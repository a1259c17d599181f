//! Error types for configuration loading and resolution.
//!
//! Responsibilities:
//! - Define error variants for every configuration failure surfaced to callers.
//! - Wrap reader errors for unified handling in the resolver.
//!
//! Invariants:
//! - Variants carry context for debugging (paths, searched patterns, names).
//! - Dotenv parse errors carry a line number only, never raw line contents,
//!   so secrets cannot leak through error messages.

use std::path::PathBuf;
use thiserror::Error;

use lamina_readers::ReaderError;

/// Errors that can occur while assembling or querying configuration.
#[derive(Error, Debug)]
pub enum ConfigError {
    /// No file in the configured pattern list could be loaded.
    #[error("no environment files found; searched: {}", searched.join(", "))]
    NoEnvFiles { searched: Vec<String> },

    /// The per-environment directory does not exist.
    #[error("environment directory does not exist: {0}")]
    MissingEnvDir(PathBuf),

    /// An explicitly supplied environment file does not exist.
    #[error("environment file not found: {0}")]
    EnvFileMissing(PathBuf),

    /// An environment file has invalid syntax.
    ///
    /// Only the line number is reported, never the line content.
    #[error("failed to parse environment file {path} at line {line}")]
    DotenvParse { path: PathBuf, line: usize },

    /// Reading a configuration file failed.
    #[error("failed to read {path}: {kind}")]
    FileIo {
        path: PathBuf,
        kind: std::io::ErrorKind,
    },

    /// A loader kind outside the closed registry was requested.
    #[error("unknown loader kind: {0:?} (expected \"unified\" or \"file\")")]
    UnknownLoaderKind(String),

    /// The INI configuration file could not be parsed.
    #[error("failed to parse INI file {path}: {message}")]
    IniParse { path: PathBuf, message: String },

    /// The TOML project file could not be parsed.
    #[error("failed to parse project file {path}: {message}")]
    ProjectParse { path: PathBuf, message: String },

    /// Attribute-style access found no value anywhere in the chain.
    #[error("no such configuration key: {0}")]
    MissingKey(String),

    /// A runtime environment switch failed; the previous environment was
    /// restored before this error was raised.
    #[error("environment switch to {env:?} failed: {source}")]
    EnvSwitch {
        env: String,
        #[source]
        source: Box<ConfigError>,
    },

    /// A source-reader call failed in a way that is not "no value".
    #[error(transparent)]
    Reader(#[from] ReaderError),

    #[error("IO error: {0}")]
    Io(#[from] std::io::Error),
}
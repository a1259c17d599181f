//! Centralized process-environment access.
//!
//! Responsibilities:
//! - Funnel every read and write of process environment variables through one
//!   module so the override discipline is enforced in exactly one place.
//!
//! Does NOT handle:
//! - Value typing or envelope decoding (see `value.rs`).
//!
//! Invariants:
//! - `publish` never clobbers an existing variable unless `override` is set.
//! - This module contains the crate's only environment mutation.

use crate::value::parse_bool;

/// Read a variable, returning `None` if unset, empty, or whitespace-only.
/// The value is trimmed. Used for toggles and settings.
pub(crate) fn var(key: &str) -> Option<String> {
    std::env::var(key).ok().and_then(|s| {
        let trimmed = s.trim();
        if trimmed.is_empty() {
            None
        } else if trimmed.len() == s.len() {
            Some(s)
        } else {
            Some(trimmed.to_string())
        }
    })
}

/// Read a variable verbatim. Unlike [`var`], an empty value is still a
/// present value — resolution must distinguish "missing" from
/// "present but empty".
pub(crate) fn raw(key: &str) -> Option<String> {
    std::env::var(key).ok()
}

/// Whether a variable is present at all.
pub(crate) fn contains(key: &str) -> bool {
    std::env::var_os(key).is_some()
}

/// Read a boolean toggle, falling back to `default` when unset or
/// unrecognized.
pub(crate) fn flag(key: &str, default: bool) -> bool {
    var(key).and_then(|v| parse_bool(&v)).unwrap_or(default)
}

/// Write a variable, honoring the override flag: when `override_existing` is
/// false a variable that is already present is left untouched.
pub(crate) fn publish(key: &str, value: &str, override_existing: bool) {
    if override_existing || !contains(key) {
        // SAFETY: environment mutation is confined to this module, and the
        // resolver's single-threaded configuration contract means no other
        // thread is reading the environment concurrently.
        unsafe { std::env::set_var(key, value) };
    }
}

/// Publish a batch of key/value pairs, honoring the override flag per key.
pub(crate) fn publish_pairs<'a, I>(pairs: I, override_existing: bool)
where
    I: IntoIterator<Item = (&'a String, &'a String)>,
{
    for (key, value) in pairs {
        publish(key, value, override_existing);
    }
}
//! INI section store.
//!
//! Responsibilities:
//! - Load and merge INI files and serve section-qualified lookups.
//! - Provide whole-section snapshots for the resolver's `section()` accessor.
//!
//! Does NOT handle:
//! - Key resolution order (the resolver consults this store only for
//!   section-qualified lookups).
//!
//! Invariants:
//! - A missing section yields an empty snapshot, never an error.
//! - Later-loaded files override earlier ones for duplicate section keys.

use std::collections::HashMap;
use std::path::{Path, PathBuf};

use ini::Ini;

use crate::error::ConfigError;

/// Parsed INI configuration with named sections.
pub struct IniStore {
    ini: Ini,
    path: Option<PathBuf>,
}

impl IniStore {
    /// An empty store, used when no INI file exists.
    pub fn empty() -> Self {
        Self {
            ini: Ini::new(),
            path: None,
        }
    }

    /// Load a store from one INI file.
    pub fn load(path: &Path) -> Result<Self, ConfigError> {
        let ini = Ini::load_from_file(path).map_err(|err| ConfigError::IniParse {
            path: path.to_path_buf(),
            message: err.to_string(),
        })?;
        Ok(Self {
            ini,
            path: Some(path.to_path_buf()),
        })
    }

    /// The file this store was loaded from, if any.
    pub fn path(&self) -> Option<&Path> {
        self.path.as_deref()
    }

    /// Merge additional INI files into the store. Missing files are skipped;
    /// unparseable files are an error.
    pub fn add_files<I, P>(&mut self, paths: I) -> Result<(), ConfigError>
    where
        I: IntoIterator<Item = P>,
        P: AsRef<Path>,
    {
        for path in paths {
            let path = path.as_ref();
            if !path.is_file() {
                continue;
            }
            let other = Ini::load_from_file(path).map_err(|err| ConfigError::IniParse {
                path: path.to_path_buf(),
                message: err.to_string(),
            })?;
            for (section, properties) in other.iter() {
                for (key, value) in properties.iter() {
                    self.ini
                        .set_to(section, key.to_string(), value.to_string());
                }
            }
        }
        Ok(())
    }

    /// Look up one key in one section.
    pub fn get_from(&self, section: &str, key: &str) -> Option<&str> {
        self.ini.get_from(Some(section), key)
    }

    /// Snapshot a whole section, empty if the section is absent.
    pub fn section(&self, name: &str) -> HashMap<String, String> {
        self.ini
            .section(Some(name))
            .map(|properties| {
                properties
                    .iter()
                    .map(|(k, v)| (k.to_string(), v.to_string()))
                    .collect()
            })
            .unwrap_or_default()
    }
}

_____

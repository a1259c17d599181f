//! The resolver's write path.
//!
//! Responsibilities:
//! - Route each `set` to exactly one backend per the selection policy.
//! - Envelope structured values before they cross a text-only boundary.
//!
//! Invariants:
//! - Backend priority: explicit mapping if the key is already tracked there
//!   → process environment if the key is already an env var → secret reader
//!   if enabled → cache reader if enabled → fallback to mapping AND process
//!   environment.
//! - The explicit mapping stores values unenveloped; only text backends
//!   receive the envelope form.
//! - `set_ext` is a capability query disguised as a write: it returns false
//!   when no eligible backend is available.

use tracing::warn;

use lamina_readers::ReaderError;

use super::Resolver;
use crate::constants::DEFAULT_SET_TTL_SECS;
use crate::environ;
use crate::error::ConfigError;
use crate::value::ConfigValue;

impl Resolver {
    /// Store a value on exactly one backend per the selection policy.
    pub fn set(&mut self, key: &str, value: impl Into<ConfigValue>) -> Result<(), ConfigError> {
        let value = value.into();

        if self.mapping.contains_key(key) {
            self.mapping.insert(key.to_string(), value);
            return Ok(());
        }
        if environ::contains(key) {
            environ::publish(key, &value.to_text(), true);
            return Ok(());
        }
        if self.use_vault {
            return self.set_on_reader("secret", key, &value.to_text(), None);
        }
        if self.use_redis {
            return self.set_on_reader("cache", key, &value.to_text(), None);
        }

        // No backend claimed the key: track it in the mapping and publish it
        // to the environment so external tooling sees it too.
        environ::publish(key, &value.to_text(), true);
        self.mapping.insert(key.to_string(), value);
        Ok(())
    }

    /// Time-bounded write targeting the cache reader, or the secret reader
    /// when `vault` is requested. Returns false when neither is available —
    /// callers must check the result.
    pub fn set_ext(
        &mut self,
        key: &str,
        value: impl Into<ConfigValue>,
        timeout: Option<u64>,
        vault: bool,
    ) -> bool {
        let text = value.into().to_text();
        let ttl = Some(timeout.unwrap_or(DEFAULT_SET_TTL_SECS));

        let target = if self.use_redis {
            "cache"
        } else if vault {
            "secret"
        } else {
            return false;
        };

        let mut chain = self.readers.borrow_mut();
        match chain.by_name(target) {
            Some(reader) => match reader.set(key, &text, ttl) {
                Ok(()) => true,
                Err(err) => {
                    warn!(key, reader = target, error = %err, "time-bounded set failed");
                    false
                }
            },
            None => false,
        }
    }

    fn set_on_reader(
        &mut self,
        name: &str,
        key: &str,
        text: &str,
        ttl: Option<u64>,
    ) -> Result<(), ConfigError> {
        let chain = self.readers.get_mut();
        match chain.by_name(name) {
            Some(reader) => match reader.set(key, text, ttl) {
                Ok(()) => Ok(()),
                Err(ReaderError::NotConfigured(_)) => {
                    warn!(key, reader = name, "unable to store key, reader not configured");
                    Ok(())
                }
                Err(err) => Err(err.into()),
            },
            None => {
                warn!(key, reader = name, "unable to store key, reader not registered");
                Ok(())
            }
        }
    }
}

_____

▶ _WHAT IS BEING ASKED_: Return a word-for-word copy of the lines above from the one holding "Centralized process-environment access." through the one holding "value: &str, override_existing: bool)", with both of them included and nothing besides.

▶ _EXERCISE ANSWER_:
//! Centralized process-environment access.
//!
//! Responsibilities:
//! - Funnel every read and write of process environment variables through one
//!   module so the override discipline is enforced in exactly one place.
//!
//! Does NOT handle:
//! - Value typing or envelope decoding (see `value.rs`).
//!
//! Invariants:
//! - `publish` never clobbers an existing variable unless `override` is set.
//! - This module contains the crate's only environment mutation.

use crate::value::parse_bool;

/// Read a variable, returning `None` if unset, empty, or whitespace-only.
/// The value is trimmed. Used for toggles and settings.
pub(crate) fn var(key: &str) -> Option<String> {
    std::env::var(key).ok().and_then(|s| {
        let trimmed = s.trim();
        if trimmed.is_empty() {
            None
        } else if trimmed.len() == s.len() {
            Some(s)
        } else {
            Some(trimmed.to_string())
        }
    })
}

/// Read a variable verbatim. Unlike [`var`], an empty value is still a
/// present value — resolution must distinguish "missing" from
/// "present but empty".
pub(crate) fn raw(key: &str) -> Option<String> {
    std::env::var(key).ok()
}

/// Whether a variable is present at all.
pub(crate) fn contains(key: &str) -> bool {
    std::env::var_os(key).is_some()
}

/// Read a boolean toggle, falling back to `default` when unset or
/// unrecognized.
pub(crate) fn flag(key: &str, default: bool) -> bool {
    var(key).and_then(|v| parse_bool(&v)).unwrap_or(default)
}

/// Write a variable, honoring the override flag: when `override_existing` is
/// false a variable that is already present is left untouched.
pub(crate) fn publish(key: &str, value: &str, override_existing: bool) {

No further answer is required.